Consumers would receive a single, simplified electricity bill showing how much electricity the system is producing on their own properties, how much they have used and what their net benefit or cost is.

New homes and developments offer the most realistic opportunity to create microgrids, as existing homes are typically already served by private, municipal, or cooperative utilities.

Sunnova said its systems would not be fully isolated. There are plans to connect them to the larger nationwide grid so that excess power can be sent to other utilities or energy can be withdrawn in the event of an emergency. But its systems would not be owned or operated by the state’s three major electric utilities — Pacific Gas & Electric, Southern California Edison, or San Diego Gas & Electric.

According to Sunnova, this would reduce consumers’ electricity bills by up to $60 per month for a typical California home, based on the state’s average electricity price in June. The recent rise in interest rates is a testament to the superiority of Sunnova’s approach, Mr Berger said.

“People aren’t just going to get bigger and bigger electric bills every quarter,” he said. “The politics of it will demand changes.”

Still, energy pundits said the odds were stacked against Sunnova.

The utility industry and its regulators, including the California Utilities Commission, have a vested interest in preserving the status quo. The companies tend to be much larger and more politically influential than rooftop solar installers like Sunnova or Sunrun, the largest rooftop solar company in the country.

Bernard McNamee is a former member of the Federal Energy Regulatory Commission, which regulates transmission lines, gas pipelines and other parts of the energy industry. He said the traditional regulated utility monopoly model may seem antiquated but has ensured that everyone, regardless of income, has access to a universally reliable power grid.

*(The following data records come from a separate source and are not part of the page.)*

/// The service hands out file paths as tokens; their last segment is a
/// usable file name.
fn name_from_token(token: &str) -> String {
    token
        .rsplit(|c: char| c == '/' || c == '\\')
        .find(|segment| !segment.is_empty())
        .unwrap_or(token)
        .to_string()
}

#[cfg(test)]
mod tests {
    use super::*;
    use crate::resource::parse_file_url;
    use futures::executor::block_on;
    use std::cell::RefCell;
    use std::collections::VecDeque;

    #[derive(Default)]
    struct FakeTransport {
        replies: RefCell<VecDeque<Result<ConvertResponse, ConversionError>>>,
        artifact: RefCell<Option<Result<Vec<u8>, ConversionError>>>,
        submitted: RefCell<Vec<ConvertRequest>>,
        downloads: RefCell<Vec<DownloadRequest>>,
    }

    impl FakeTransport {
        fn replying(reply: Result<ConvertResponse, ConversionError>) -> Rc<Self> {
            let transport = Self::default();
            transport.replies.borrow_mut().push_back(reply);
            *transport.artifact.borrow_mut() = Some(Ok(vec![1, 2, 3, 4]));
            Rc::new(transport)
        }
    }

    #[async_trait(?Send)]
    impl ConversionTransport for FakeTransport {
        async fn submit(&self, body: &ConvertRequest) -> Result<ConvertResponse, ConversionError> {
            self.submitted.borrow_mut().push(body.clone());
            self.replies
                .borrow_mut()
                .pop_front()
                .unwrap_or_else(|| Err(ConversionError::Transport("no reply".to_string())))
        }

        async fn fetch_artifact(
            &self,
            body: &DownloadRequest,
        ) -> Result<Vec<u8>, ConversionError> {
            self.downloads.borrow_mut().push(body.clone());
            self.artifact
                .borrow()
                .clone()
                .unwrap_or_else(|| Err(ConversionError::Download("no artifact".to_string())))
        }
    }

    #[derive(Default)]
    struct RecordingNotifier {
        shown: RefCell<Vec<(String, ToastKind, u32)>>,
    }

    impl RecordingNotifier {
        fn kinds(&self) -> Vec<ToastKind> {
            self.shown.borrow().iter().map(|(_, kind, _)| *kind).collect()
        }

        fn last(&self) -> (String, ToastKind, u32) {
            self.shown.borrow().last().cloned().unwrap()
        }
    }

    impl Notifier for RecordingNotifier {
        fn notify(&self, message: &str, kind: ToastKind, duration_ms: u32) {
            self.shown
                .borrow_mut()
                .push((message.to_string(), kind, duration_ms));
        }
    }

    #[derive(Default)]
    struct MemorySink {
        saved: RefCell<Vec<(String, Vec<u8>)>>,
        fail: bool,
    }

    impl ArtifactSink for MemorySink {
        fn save(&self, bytes: &[u8], suggested_name: &str) -> Result<(), ConversionError> {
            if self.fail {
                return Err(ConversionError::Save("blocked".to_string()));
            }
            self.saved
                .borrow_mut()
                .push((suggested_name.to_string(), bytes.to_vec()));
            Ok(())
        }
    }

    type TestClient =
        ConversionClient<Rc<FakeTransport>, Rc<RecordingNotifier>, Rc<MemorySink>>;

    fn client(
        transport: &Rc<FakeTransport>,
        notifier: &Rc<RecordingNotifier>,
        sink: &Rc<MemorySink>,
    ) -> TestClient {
        ConversionClient::new(
            transport.clone(),
            notifier.clone(),
            sink.clone(),
            &FuseConfig::default(),
        )
    }

    fn sample_file() -> FileRef {
        parse_file_url("/datasets/file/42/7?path=files/sub/dir/data.mat").unwrap()
    }

    #[test]
    fn success_fetches_the_token_exactly_once() {
        let transport = FakeTransport::replying(Ok(ConvertResponse::success("tok123")));
        let notifier = Rc::new(RecordingNotifier::default());
        let sink = Rc::new(MemorySink::default());

        let saved = block_on(
            client(&transport, &notifier, &sink)
                .request_file_conversion(sample_file(), DstFormat::Npz),
        )
        .unwrap();

        let downloads = transport.downloads.borrow();
        assert_eq!(downloads.len(), 1);
        assert!(serde_json::to_string(&downloads[0])
            .unwrap()
            .contains("tok123"));
        assert_eq!(saved.filename, "tok123");
        assert_eq!(saved.size, 4);
        assert_eq!(sink.saved.borrow()[0].1, vec![1, 2, 3, 4]);
        assert_eq!(notifier.kinds(), vec![ToastKind::Info, ToastKind::Success]);
    }

    #[test]
    fn file_request_body_carries_path() {
        let transport = FakeTransport::replying(Ok(ConvertResponse::success("tok")));
        let notifier = Rc::new(RecordingNotifier::default());
        let sink = Rc::new(MemorySink::default());

        block_on(
            client(&transport, &notifier, &sink)
                .request_file_conversion(sample_file(), DstFormat::Mat),
        )
        .unwrap();

        let submitted = transport.submitted.borrow();
        assert_eq!(submitted[0].dataset_id, "42");
        assert_eq!(submitted[0].path.as_deref(), Some("sub/dir/data.mat"));
        assert_eq!(submitted[0].dst_format, DstFormat::Mat);
    }

    #[test]
    fn server_error_skips_download_and_reports_once() {
        let transport = FakeTransport::replying(Ok(ConvertResponse::error("bad format")));
        let notifier = Rc::new(RecordingNotifier::default());
        let sink = Rc::new(MemorySink::default());

        let err = block_on(
            client(&transport, &notifier, &sink)
                .request_file_conversion(sample_file(), DstFormat::Zarr),
        )
        .unwrap_err();

        assert_eq!(err, ConversionError::Rejected("bad format".to_string()));
        assert!(transport.downloads.borrow().is_empty());
        let dangers: Vec<_> = notifier
            .shown
            .borrow()
            .iter()
            .filter(|(_, kind, _)| *kind == ToastKind::Danger)
            .cloned()
            .collect();
        assert_eq!(dangers.len(), 1);
        assert!(dangers[0].0.contains("bad format"));
    }

    #[test]
    fn transport_failure_shows_connectivity_message() {
        let transport = FakeTransport::replying(Err(ConversionError::Transport(
            "connection refused".to_string(),
        )));
        let notifier = Rc::new(RecordingNotifier::default());
        let sink = Rc::new(MemorySink::default());

        let result = block_on(
            client(&transport, &notifier, &sink).request_dataset_conversion("436", DstFormat::Npz),
        );

        assert!(matches!(result, Err(ConversionError::Transport(_))));
        let (message, kind, duration) = notifier.last();
        assert_eq!(kind, ToastKind::Danger);
        assert!(message.contains("conversion service"));
        assert_eq!(duration, FuseConfig::default().failure_toast_ms);
        assert!(transport.submitted.borrow()[0].path.is_none());
    }

    #[test]
    fn started_message_waits_to_be_replaced() {
        let transport = FakeTransport::replying(Ok(ConvertResponse::success("tok")));
        let notifier = Rc::new(RecordingNotifier::default());
        let sink = Rc::new(MemorySink::default());

        block_on(
            client(&transport, &notifier, &sink).request_dataset_conversion("9", DstFormat::Mat),
        )
        .unwrap();

        let first = notifier.shown.borrow()[0].clone();
        assert_eq!(first.1, ToastKind::Info);
        assert_eq!(first.2, 0);
        assert!(first.0.contains("dataset 9"));
        assert!(first.0.contains("MAT"));
    }

    #[test]
    fn download_failure_is_reported_separately() {
        let transport = FakeTransport::replying(Ok(ConvertResponse::success("tok")));
        *transport.artifact.borrow_mut() =
            Some(Err(ConversionError::Download("HTTP 404".to_string())));
        let notifier = Rc::new(RecordingNotifier::default());
        let sink = Rc::new(MemorySink::default());

        let err = block_on(
            client(&transport, &notifier, &sink)
                .request_file_conversion(sample_file(), DstFormat::Npz),
        )
        .unwrap_err();

        assert!(matches!(err, ConversionError::Download(_)));
        assert!(sink.saved.borrow().is_empty());
        assert_eq!(
            notifier.last().0,
            ConversionError::Download(String::new()).user_message()
        );
    }

    #[test]
    fn success_without_token_is_a_failure() {
        let mut reply = ConvertResponse::success("");
        reply.file = None;
        let transport = FakeTransport::replying(Ok(reply));
        let notifier = Rc::new(RecordingNotifier::default());
        let sink = Rc::new(MemorySink::default());

        let err = block_on(
            client(&transport, &notifier, &sink).request_dataset_conversion("1", DstFormat::Npz),
        )
        .unwrap_err();

        assert_eq!(err, ConversionError::MissingToken);
        assert!(transport.downloads.borrow().is_empty());
    }

    #[test]
    fn server_filename_is_preferred_over_token() {
        let mut reply = ConvertResponse::success("../converted/42/7/sub/dir/data.npz");
        reply.filename = Some("data.npz".to_string());
        assert_eq!(
            accept_response(reply).unwrap(),
            (
                "../converted/42/7/sub/dir/data.npz".to_string(),
                "data.npz".to_string()
            )
        );
        assert_eq!(name_from_token("..\\converted\\x.mat"), "x.mat");
        assert_eq!(name_from_token("plain"), "plain");
    }

    #[test]
    fn save_failure_surfaces_as_danger() {
        let transport = FakeTransport::replying(Ok(ConvertResponse::success("tok")));
        let notifier = Rc::new(RecordingNotifier::default());
        let sink = Rc::new(MemorySink {
            fail: true,
            ..MemorySink::default()
        });

        let err = block_on(
            client(&transport, &notifier, &sink).retrieve_artifact("tok", Some("out.mat")),
        )
        .unwrap_err();

        assert!(matches!(err, ConversionError::Save(_)));
        assert_eq!(transport.downloads.borrow().len(), 1);
        assert_eq!(notifier.last().1, ToastKind::Danger);
    }

    #[test]
    fn overlapping_flows_each_notify() {
        let transport = Rc::new(FakeTransport::default());
        transport
            .replies
            .borrow_mut()
            .extend([Ok(ConvertResponse::success("a")), Ok(ConvertResponse::error("nope"))]);
        *transport.artifact.borrow_mut() = Some(Ok(vec![0]));
        let notifier = Rc::new(RecordingNotifier::default());
        let sink = Rc::new(MemorySink::default());
        let client = client(&transport, &notifier, &sink);

        let (first, second) = block_on(futures::future::join(
            client.request_dataset_conversion("1", DstFormat::Npz),
            client.request_dataset_conversion("2", DstFormat::Npz),
        ));

        assert!(first.is_ok());
        assert!(second.is_err());
        assert_eq!(notifier.shown.borrow().len(), 4);
        assert_eq!(transport.downloads.borrow().len(), 1);
    }
}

“What we need to ensure is that the system is designed to provide every customer with a reliable and affordable electricity service,” said Mr. McNamee, a partner at McGuireWoods, a law firm. “People throw things like competition and markets around. All of these things are complicated.”

However, Mr McNamee acknowledged that regulators would have to figure out how to deal with popular new technologies such as residential solar and battery systems, which could allow some homes or neighborhoods to generate enough electricity to function without the bulk having to draw electricity from the grid saves time.

“Regulators are struggling to integrate these new technologies,” said Mr. McNamee. “It’s something we have to work through as a country, as states.”

Electric utilities have been urging regulators to reduce the compensation homeowners receive for the excess solar power that their rooftop systems feed into the grid. The companies have argued that customers with solar panels are being offered generous credit for electricity that they are not adequately contributing to the cost of maintaining power lines and other network equipment.

The California Utilities Commission is expected to soon release a proposal for solar compensation on rooftops, after scrapping an earlier proposal that many roofing companies and homeowners criticized as being too cheap for utilities.

Rooftop solar companies, which have grown rapidly in recent years, face their own challenges, particularly how to become consistently profitable. Many of them rely on the tax breaks that the federal government offers to encourage the use of renewable energy. The Anti-Inflation Act that President Biden recently signed into law has expanded and expanded these credits.

Building and operating microgrids could provide a steady stream of revenue for companies like Sunnova. That could essentially transform rooftop solar companies into the kind of utilities they have long struggled against.